Gated Communities

A few days ago, I had to drop my sister off at a friend’s house. This friend lived in a gated community within a gated community. That’s right, two gates. Two separate interactions with the guard gate command center to make sure that I wasn’t a threat. I was blown away, mostly because this community was located inside an incredibly safe city to begin with.

Gated communities make sense if you happen to live in the one nice area of an otherwise deplorable city. You have a legitimate reason to wall yourself off if you are surrounded by a bunch of crack houses, home invasion rates are 100 times the national average, and hundreds of kids per year are lost to kidnapping. In that case, get the wealthy people together and figure out a solution. Maybe you have roots in that neighborhood and don’t want to leave. Fine. Build gates until the cows come home.

     But having a gated community in a place like Calabasas? Where the streets are lined with botanical garden level greenery? Where Golden Labs outnumber meth labs a bazillion to 0? Where a car with a rust spot causes gawking and finger-pointing? Where the cops get called on 15 year olds for playing basketball in their front yard at 10: 30 PM on a Friday? (Happened to me twice. Someone complained it was a “noise violation.” Come on, it’s Friday night. I tied some earplugs together with a brick and a piece of paper that said “Try these!” and smashed it through my neighbors window. Just kidding.)

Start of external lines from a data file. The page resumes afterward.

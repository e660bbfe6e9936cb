//! Power-up drops, pickups and active effects
//!
//! Kills roll against a weighted drop table, gated by a global minimum
//! spacing between drops. Pickups fall with the background scroll and
//! despawn if uncollected. Active effects are exclusive per type: a fresh
//! pickup of the same type restarts the timer, never stacks. Instant
//! effects (screen clear) are applied by the orchestrator and never enter
//! the active list.

use glam::Vec2;
use rand::Rng;
use rand_pcg::Pcg32;

use crate::consts::SCREEN_HEIGHT;
use crate::frame_scale;
use crate::tuning::PowerUpTuning;

/// Time-scale applied to enemies and projectiles while bullet time runs
pub const BULLET_TIME_SCALE: f32 = 0.3;
/// Player speed multiplier while speed boost runs
pub const SPEED_BOOST_FACTOR: f32 = 1.5;
/// Post-combo score multiplier while the score effect runs
pub const SCORE_MULTIPLIER_FACTOR: u32 = 2;

#[derive(Debug, Clone, Copy, PartialEq, Eq)]
pub enum PowerUpKind {
    RapidFire,
    Shield,
    MultiShot,
    SpeedBoost,
    ScreenClear,
    ScoreMultiplier,
    BulletTime,
}

impl PowerUpKind {
    pub const ALL: [PowerUpKind; 7] = [
        PowerUpKind::RapidFire,
        PowerUpKind::Shield,
        PowerUpKind::MultiShot,
        PowerUpKind::SpeedBoost,
        PowerUpKind::ScreenClear,
        PowerUpKind::ScoreMultiplier,
        PowerUpKind::BulletTime,
    ];

    /// Effect duration in ms; zero marks an instant effect.
    pub fn duration_ms(self) -> f64 {
        match self {
            PowerUpKind::RapidFire => 8000.0,
            PowerUpKind::Shield => 12_000.0,
            PowerUpKind::MultiShot => 10_000.0,
            PowerUpKind::SpeedBoost => 6000.0,
            PowerUpKind::ScreenClear => 0.0,
            PowerUpKind::ScoreMultiplier => 15_000.0,
            PowerUpKind::BulletTime => 5000.0,
        }
    }

    /// Relative drop weight: common boosts down to the very rare clear.
    pub fn drop_weight(self) -> u32 {
        match self {
            PowerUpKind::RapidFire => 20,
            PowerUpKind::SpeedBoost => 20,
            PowerUpKind::MultiShot => 15,
            PowerUpKind::Shield => 12,
            PowerUpKind::ScoreMultiplier => 8,
            PowerUpKind::BulletTime => 6,
            PowerUpKind::ScreenClear => 3,
        }
    }

    pub fn is_instant(self) -> bool {
        self.duration_ms() == 0.0
    }

    pub fn label(self) -> &'static str {
        match self {
            PowerUpKind::RapidFire => "rapid fire",
            PowerUpKind::Shield => "shield",
            PowerUpKind::MultiShot => "multi shot",
            PowerUpKind::SpeedBoost => "speed boost",
            PowerUpKind::ScreenClear => "screen clear",
            PowerUpKind::ScoreMultiplier => "score x2",
            PowerUpKind::BulletTime => "bullet time",
        }
    }
}

/// A dropped pickup falling toward the player.
#[derive(Debug, Clone)]
pub struct Pickup {
    pub id: u32,
    pub kind: PowerUpKind,
    pub pos: Vec2,
    pub active: bool,
    spawned_ms: f64,
    /// Phase for the cosmetic floating oscillation
    float_phase: f32,
}

impl Pickup {
    fn new(id: u32, kind: PowerUpKind, pos: Vec2, now_ms: f64, rng: &mut Pcg32) -> Self {
        Self {
            id,
            kind,
            pos,
            active: true,
            spawned_ms: now_ms,
            float_phase: rng.random_range(0.0..std::f32::consts::TAU),
        }
    }

    fn update(&mut self, dt_ms: f32, now_ms: f64, scroll_speed: f32, t: &PowerUpTuning) {
        let fall_speed = scroll_speed * t.fall_factor;
        let float = ((now_ms as f32) * 0.003 + self.float_phase).sin() * 0.3;
        self.pos.y += (fall_speed + float) * frame_scale(dt_ms);

        if self.pos.y > SCREEN_HEIGHT + 50.0 || now_ms - self.spawned_ms > t.lifetime_ms {
            self.active = false;
        }
    }

    pub fn age_ms(&self, now_ms: f64) -> f64 {
        now_ms - self.spawned_ms
    }
}

/// A timed effect currently modifying orchestrator behavior.
#[derive(Debug, Clone)]
pub struct ActiveEffect {
    pub kind: PowerUpKind,
    started_ms: f64,
    duration_ms: f64,
}

impl ActiveEffect {
    pub fn remaining_ms(&self, now_ms: f64) -> f64 {
        (self.duration_ms - (now_ms - self.started_ms)).max(0.0)
    }

    fn expired(&self, now_ms: f64) -> bool {
        now_ms - self.started_ms > self.duration_ms
    }
}

/// Owns pickups on the field and the active-effect timers.
#[derive(Debug, Clone)]
pub struct PowerUpField {
    pub pickups: Vec<Pickup>,
    pub active: Vec<ActiveEffect>,
    last_drop_ms: f64,
}

impl Default for PowerUpField {
    fn default() -> Self {
        Self {
            pickups: Vec::new(),
            active: Vec::new(),
            last_drop_ms: -10_000.0,
        }
    }
}

impl PowerUpField {
    /// Roll for a drop at a kill site. Gated by the per-kill chance and
    /// the global spacing between drops.
    pub fn try_drop(
        &mut self,
        rng: &mut Pcg32,
        id: u32,
        kill_pos: Vec2,
        now_ms: f64,
        t: &PowerUpTuning,
    ) -> bool {
        if rng.random_range(0.0..1.0) >= t.drop_chance
            || now_ms - self.last_drop_ms <= t.min_drop_gap_ms
        {
            return false;
        }
        let kind = Self::roll_kind(rng);
        // Drop slightly above the kill site
        let pos = kill_pos + Vec2::new(0.0, -20.0);
        log::debug!("{} dropped at {:.0},{:.0}", kind.label(), pos.x, pos.y);
        self.pickups.push(Pickup::new(id, kind, pos, now_ms, rng));
        self.last_drop_ms = now_ms;
        true
    }

    /// Weighted draw over the drop table.
    fn roll_kind(rng: &mut Pcg32) -> PowerUpKind {
        let total: u32 = PowerUpKind::ALL.iter().map(|k| k.drop_weight()).sum();
        let roll = rng.random_range(1..=total);
        let mut cumulative = 0;
        for kind in PowerUpKind::ALL {
            cumulative += kind.drop_weight();
            if roll <= cumulative {
                return kind;
            }
        }
        PowerUpKind::RapidFire
    }

    /// Advance pickup fall/lifetimes and expire finished effects. Runs on
    /// raw (un-bullet-timed) elapsed time.
    pub fn update(&mut self, dt_ms: f32, now_ms: f64, scroll_speed: f32, t: &PowerUpTuning) {
        for pickup in &mut self.pickups {
            pickup.update(dt_ms, now_ms, scroll_speed, t);
        }
        self.pickups.retain(|p| p.active);
        self.active.retain(|e| !e.expired(now_ms));
    }

    /// Collect every pickup within the collection radius, activating each.
    /// Returns the collected kinds so the orchestrator can apply instant
    /// consequences.
    pub fn collect(&mut self, player: Vec2, radius: f32, now_ms: f64) -> Vec<PowerUpKind> {
        let mut collected = Vec::new();
        let mut i = 0;
        while i < self.pickups.len() {
            if self.pickups[i].pos.distance(player) < radius {
                let kind = self.pickups.remove(i).kind;
                self.activate(kind, now_ms);
                collected.push(kind);
            } else {
                i += 1;
            }
        }
        collected
    }

    /// Exclusive per type: replaces any running effect of the same kind.
    /// Instant kinds are never timer-tracked.
    pub fn activate(&mut self, kind: PowerUpKind, now_ms: f64) {
        self.active.retain(|e| e.kind != kind);
        if !kind.is_instant() {
            self.active.push(ActiveEffect {
                kind,
                started_ms: now_ms,
                duration_ms: kind.duration_ms(),
            });
        }
    }

    pub fn is_active(&self, kind: PowerUpKind) -> bool {
        self.active.iter().any(|e| e.kind == kind)
    }

    /// One-shot consumption, used when the shield absorbs a hit.
    pub fn consume(&mut self, kind: PowerUpKind) {
        self.active.retain(|e| e.kind != kind);
    }

    /// Global time-scale for enemy- and projectile-side updates.
    pub fn time_scale(&self) -> f32 {
        if self.is_active(PowerUpKind::BulletTime) {
            BULLET_TIME_SCALE
        } else {
            1.0
        }
    }

    pub fn active_effects(&self, now_ms: f64) -> Vec<(PowerUpKind, f64)> {
        self.active
            .iter()
            .map(|e| (e.kind, e.remaining_ms(now_ms)))
            .collect()
    }

    pub fn clear(&mut self) {
        self.pickups.clear();
        self.active.clear();
    }
}

#[cfg(test)]
mod tests {
    use super::*;
    use rand::SeedableRng;

    fn rng() -> Pcg32 {
        Pcg32::seed_from_u64(31)
    }

    #[test]
    fn same_type_restarts_instead_of_stacking() {
        let mut field = PowerUpField::default();
        field.activate(PowerUpKind::Shield, 1000.0);
        field.activate(PowerUpKind::Shield, 5000.0);
        assert_eq!(field.active.len(), 1);
        let remaining = field.active[0].remaining_ms(5000.0);
        assert!((remaining - PowerUpKind::Shield.duration_ms()).abs() < 1e-6);
    }

    #[test]
    fn instant_effects_never_enter_the_active_list() {
        let mut field = PowerUpField::default();
        field.activate(PowerUpKind::ScreenClear, 0.0);
        assert!(field.active.is_empty());
        assert!(!field.is_active(PowerUpKind::ScreenClear));
    }

    #[test]
    fn effects_expire_on_update() {
        let mut field = PowerUpField::default();
        let t = PowerUpTuning::default();
        field.activate(PowerUpKind::BulletTime, 0.0);
        assert_eq!(field.time_scale(), BULLET_TIME_SCALE);
        field.update(16.67, 5001.0, 6.0, &t);
        assert!(!field.is_active(PowerUpKind::BulletTime));
        assert_eq!(field.time_scale(), 1.0);
    }

    #[test]
    fn drops_respect_the_global_gap() {
        let mut r = rng();
        let t = PowerUpTuning {
            drop_chance: 1.0,
            ..Default::default()
        };
        let mut field = PowerUpField::default();
        assert!(field.try_drop(&mut r, 1, Vec2::new(400.0, 200.0), 10_000.0, &t));
        // Within the gap: always rejected even with a guaranteed roll
        assert!(!field.try_drop(&mut r, 2, Vec2::new(400.0, 200.0), 12_000.0, &t));
        assert!(field.try_drop(&mut r, 3, Vec2::new(400.0, 200.0), 13_001.0, &t));
        assert_eq!(field.pickups.len(), 2);
    }

    #[test]
    fn uncollected_pickup_expires() {
        let mut r = rng();
        let t = PowerUpTuning {
            drop_chance: 1.0,
            ..Default::default()
        };
        let mut field = PowerUpField::default();
        field.try_drop(&mut r, 1, Vec2::new(400.0, 200.0), 0.0, &t);
        field.update(16.67, t.lifetime_ms + 1.0, 0.0, &t);
        assert!(field.pickups.is_empty());
    }

    #[test]
    fn collection_uses_the_radius() {
        let mut r = rng();
        let t = PowerUpTuning {
            drop_chance: 1.0,
            ..Default::default()
        };
        let mut field = PowerUpField::default();
        field.try_drop(&mut r, 1, Vec2::new(400.0, 420.0), 0.0, &t);
        // Pickup lands at y=400; player 100 px away collects nothing
        assert!(field.collect(Vec2::new(500.0, 400.0), 30.0, 1.0).is_empty());
        let got = field.collect(Vec2::new(405.0, 400.0), 30.0, 1.0);
        assert_eq!(got.len(), 1);
        assert!(field.pickups.is_empty());
    }

    #[test]
    fn roll_kind_covers_the_whole_table() {
        let mut r = rng();
        let mut seen = [false; 7];
        for _ in 0..2000 {
            let kind = PowerUpField::roll_kind(&mut r);
            let idx = PowerUpKind::ALL.iter().position(|&k| k == kind).unwrap();
            seen[idx] = true;
        }
        assert!(seen.iter().all(|&s| s), "every kind should drop eventually");
    }

    #[test]
    fn shield_consumption_removes_only_the_shield() {
        let mut field = PowerUpField::default();
        field.activate(PowerUpKind::Shield, 0.0);
        field.activate(PowerUpKind::RapidFire, 0.0);
        field.consume(PowerUpKind::Shield);
        assert!(!field.is_active(PowerUpKind::Shield));
        assert!(field.is_active(PowerUpKind::RapidFire));
    }
}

     The crime rate is absurdly low. (These stats don’t quite jive with that statement, but Calabasas still fairs very well compared to the rest of the country.)  I know families who do not even lock their doors. Their front doors. They have been robbed exactly 0 times. My family consistently leaves our garage open all day long. If there is anyone out there dying for an old pair of roller blades, or a second place trophy from a 1999 basketball tournament, they have easy access.

     Are we ever burglarized? Of course not. Yet for some ungodly reason this city has like 37 gated communities. Half the places you want to go you end up having to interact with some kind of security professional. And I use that term loosely. Seeing as the residents of these communities value their safety enough to want to live behind a gate, you would think there would be a multi-layered vetting process to choose the most highly qualified guard gate employee. Ideally, you want someone who is quick thinking, efficient, and able to sniff out a potential troublemaker.

    I have dealt with enough of these people to know efficiency and convenience are not the name of the game. Nor, somehow, is safety. None of it makes much sense.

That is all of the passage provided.